Their study on men who volunteered to chew a single gram of tobacco while having their hearts monitored has revealed significant reductions in the diameters of coronary arteries within 10 minutes after they began chewing.
The cardiologists from the All India Institute of Medical Sciences (AIIMS), New Delhi, say their findings highlight the rapidity with which a habit long associated with mouth cancer can also put the heart in danger by constricting coronary arteries.
“This is the first hard evidence that chewing tobacco harms the heart,” Balram Bhargava, professor of cardiology at AIIMS, and lead author of the study said. The findings have appeared in the American Journal of Cardiovascular Drugs.
Public health experts believe the results are significant because the public as well as doctors appear inadequately informed about cardiovascular risks of tobacco chewing. “Tobacco chewing is often not viewed as harmful for the heart, even doctors forget to advise heart patients to stop chewing tobacco,” said Sivasubramanian Ramakrishnan, assistant professor of cardiology at AIIMS, the study’s first author.
More men and women in India use smokeless tobacco which is mainly chewed. Nearly four in 10 men consume smokeless tobacco, while three in 10 smoke, and 9 in 100 women chew tobacco in contrast to 2 in 100 who smoke.

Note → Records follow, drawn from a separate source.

//! Minimal XML element tree for project files.
//!
//! MSBuild project files are read as a whole into a small tree of [`Element`]s before any
//! field is extracted. The tree keeps exactly what the extractor needs: element names,
//! attributes in document order, child elements and text. Names are stored as local names, so
//! a legacy project that declares the MSBuild namespace (`xmlns="http://schemas.microsoft.com/
//! developer/msbuild/2003"`) reads the same as an SDK-style project.
//!
//! Building the tree is the only fallible step. Mismatched or unclosed tags, content after the
//! root element, a document without a root element and undecodable escapes are all reported
//! as errors; once a tree exists every lookup is infallible.
//!
//! # Examples
//!
//! ```rust
//! use slnscope::xml::Element;
//!
//! let root = Element::parse(r#"<Project Sdk="Microsoft.NET.Sdk">
//!   <PropertyGroup>
//!     <TargetFramework>net8.0</TargetFramework>
//!   </PropertyGroup>
//! </Project>"#)?;
//!
//! assert_eq!(root.attribute("Sdk"), Some("Microsoft.NET.Sdk"));
//! let group = root.descendants("PropertyGroup").next().unwrap();
//! assert_eq!(group.child("TargetFramework").unwrap().value(), "net8.0");
//! # Ok::<(), slnscope::Error>(())
//! ```

use quick_xml::{
    events::{BytesStart, Event},
    Reader,
};

use crate::Result;

/// A node below an [`Element`]: either a nested element or a run of text.
#[derive(Debug, Clone, PartialEq, Eq)]
pub enum Node {
    /// A child element
    Element(Element),
    /// Character data, already unescaped
    Text(String),
}

/// An XML element with its attributes and children.
#[derive(Debug, Clone, PartialEq, Eq)]
pub struct Element {
    name: String,
    attributes: Vec<(String, String)>,
    children: Vec<Node>,
}

impl Element {
    /// Parses a complete XML document and returns its root element.
    ///
    /// # Errors
    /// Returns [`crate::Error::Xml`] if the reader rejects the document, or
    /// [`crate::Error::Malformed`] if the document has no root, several roots, unclosed
    /// elements, or text outside the root element.
    pub fn parse(text: &str) -> Result<Element> {
        let mut reader = Reader::from_str(text);
        reader.config_mut().check_end_names = true;

        let mut stack: Vec<Element> = Vec::new();
        let mut root: Option<Element> = None;

        loop {
            match reader.read_event()? {
                Event::Start(start) => {
                    if root.is_some() {
                        return Err(malformed_error!("Multiple root elements"));
                    }
                    stack.push(Element::from_start(&start)?);
                }
                Event::Empty(start) => {
                    let element = Element::from_start(&start)?;
                    Self::attach(&mut stack, &mut root, element)?;
                }
                Event::End(_) => match stack.pop() {
                    Some(element) => Self::attach(&mut stack, &mut root, element)?,
                    None => return Err(malformed_error!("Unexpected closing tag")),
                },
                Event::Text(text) => {
                    let content = text
                        .unescape()
                        .map_err(|error| malformed_error!("Invalid text content - {}", error))?;
                    Self::append_text(&mut stack, &content)?;
                }
                Event::CData(data) => {
                    let content = String::from_utf8_lossy(&data.into_inner()).into_owned();
                    Self::append_text(&mut stack, &content)?;
                }
                Event::Eof => break,
                _ => {}
            }
        }

        if let Some(open) = stack.last() {
            return Err(malformed_error!("Unclosed element - <{}>", open.name));
        }

        root.ok_or_else(|| malformed_error!("Missing root element"))
    }

    fn from_start(start: &BytesStart<'_>) -> Result<Element> {
        let name = String::from_utf8_lossy(start.local_name().as_ref()).into_owned();

        let mut attributes = Vec::new();
        for attribute in start.attributes() {
            let attribute = attribute
                .map_err(|error| malformed_error!("Invalid attribute on <{}> - {}", name, error))?;
            let key = String::from_utf8_lossy(attribute.key.local_name().as_ref()).into_owned();
            let value = attribute
                .unescape_value()
                .map_err(|error| malformed_error!("Invalid attribute value on <{}> - {}", name, error))?
                .into_owned();
            attributes.push((key, value));
        }

        Ok(Element {
            name,
            attributes,
            children: Vec::new(),
        })
    }

    fn attach(stack: &mut [Element], root: &mut Option<Element>, element: Element) -> Result<()> {
        match stack.last_mut() {
            Some(parent) => parent.children.push(Node::Element(element)),
            None if root.is_none() => *root = Some(element),
            None => return Err(malformed_error!("Multiple root elements")),
        }

        Ok(())
    }

    fn append_text(stack: &mut [Element], content: &str) -> Result<()> {
        match stack.last_mut() {
            Some(parent) => {
                if let Some(Node::Text(previous)) = parent.children.last_mut() {
                    previous.push_str(content);
                } else {
                    parent.children.push(Node::Text(content.to_string()));
                }
                Ok(())
            }
            None if content.trim().is_empty() => Ok(()),
            None => Err(malformed_error!("Text outside of the root element")),
        }
    }

    /// Returns the local name of this element.
    #[must_use]
    pub fn name(&self) -> &str {
        &self.name
    }

    /// Returns the value of the attribute with the given local name.
    #[must_use]
    pub fn attribute(&self, name: &str) -> Option<&str> {
        self.attributes
            .iter()
            .find(|(key, _)| key == name)
            .map(|(_, value)| value.as_str())
    }

    /// Returns all attributes as `(name, value)` pairs in document order.
    pub fn attributes(&self) -> impl Iterator<Item = (&str, &str)> {
        self.attributes
            .iter()
            .map(|(key, value)| (key.as_str(), value.as_str()))
    }

    /// Returns the direct child elements in document order.
    pub fn elements(&self) -> impl Iterator<Item = &Element> {
        self.children.iter().filter_map(|node| match node {
            Node::Element(element) => Some(element),
            Node::Text(_) => None,
        })
    }

    /// Returns the first direct child element with the given name.
    #[must_use]
    pub fn child(&self, name: &str) -> Option<&Element> {
        self.elements().find(|element| element.name == name)
    }

    /// Returns all direct child elements with the given name, in document order.
    pub fn children<'a>(&'a self, name: &'a str) -> impl Iterator<Item = &'a Element> + 'a {
        self.elements().filter(move |element| element.name == name)
    }

    /// Returns all descendant elements (excluding `self`) with the given name, in document
    /// order.
    pub fn descendants<'a>(&'a self, name: &'a str) -> impl Iterator<Item = &'a Element> + 'a {
        let mut found = Vec::new();
        self.collect_descendants(name, &mut found);
        found.into_iter()
    }

    fn collect_descendants<'a>(&'a self, name: &str, found: &mut Vec<&'a Element>) {
        for element in self.elements() {
            if element.name == name {
                found.push(element);
            }
            element.collect_descendants(name, found);
        }
    }

    /// Returns the concatenated text of this element and all its descendants.
    ///
    /// Whitespace-only text between child elements is formatting and is left out; the text of
    /// a leaf element is returned exactly as written.
    #[must_use]
    pub fn value(&self) -> String {
        let mut value = String::new();
        self.collect_text(&mut value);
        value
    }

    fn collect_text(&self, value: &mut String) {
        let has_elements = self.elements().next().is_some();

        for node in &self.children {
            match node {
                Node::Element(element) => element.collect_text(value),
                Node::Text(text) if has_elements && text.trim().is_empty() => {}
                Node::Text(text) => value.push_str(text),
            }
        }
    }
}
//! Memory-based backend for in-memory input.
//!
//! [`Memory`] wraps an owned byte buffer. It is used when a caller hands project or solution
//! content over directly (a byte slice, or everything read from a stream) instead of a path.

use super::Backend;

/// A backend over an owned in-memory buffer.
///
/// # Examples
///
/// ```rust
/// use slnscope::file::{Backend, Memory};
///
/// let memory = Memory::new(b"<Project />".to_vec());
/// assert_eq!(memory.len(), 11);
/// ```
#[derive(Debug)]
pub struct Memory {
    data: Vec<u8>,
}

impl Memory {
    /// Creates a new memory backend that takes ownership of `data`.
    #[must_use]
    pub fn new(data: Vec<u8>) -> Memory {
        Memory { data }
    }
}

impl Backend for Memory {
    fn data(&self) -> &[u8] {
        self.data.as_slice()
    }

    fn len(&self) -> usize {
        self.data.len()
    }
}

#[cfg(test)]
mod tests {
    use super::*;

    #[test]
    fn memory() {
        let mut data = vec![0x20_u8; 1048];
        data[10] = b'<';
        data[11] = b'/';
        data[12] = b'>';

        let memory = Memory::new(data);

        assert_eq!(memory.len(), 1048);
        assert!(!memory.is_empty());
        assert_eq!(memory.data()[0], 0x20);
        assert_eq!(&memory.data()[10..13], b"</>");
    }

    #[test]
    fn memory_empty() {
        let memory = Memory::new(Vec::new());
        assert!(memory.is_empty());
        assert_eq!(memory.data(), b"");
    }
}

In their study, AIIMS cardiologists examined the effect of chewing tobacco on 12 habitual male tobacco chewers who were undergoing coronary angiography for diagnosis. Each man volunteered to chew one gram of crushed tobacco leaves during the procedure.
One section of a coronary artery constricted from an average diameter of 3.17 mm to 2.79 mm within 10 minutes. “The effect peaked within 12 to 13 minutes, the tobacco absorbed through the buccal mucosa,” said Bhargava.
The cardiologists have called this a “striking transient narrowing” of the coronary arteries. In line with previous studies on tobacco, their observations show that chewing tobacco increased the heart rate and the workload on the heart.
The findings add fresh evidence of the risks of chewed tobacco to organs other than the mouth. Last year, biophysicist Krishan Khanduja and his colleagues at the Postgraduate Institute of Medical Education and Research in Chandigarh had shown that chewed tobacco disrupts the normal functions of a key family of enzymes active in almost every organ of the body.
Their study indicated that chewed tobacco can also damage genetic material in the liver, kidneys and lungs. “The earlier myth was that chewed tobacco affects only the oral cavity,” Khanduja said.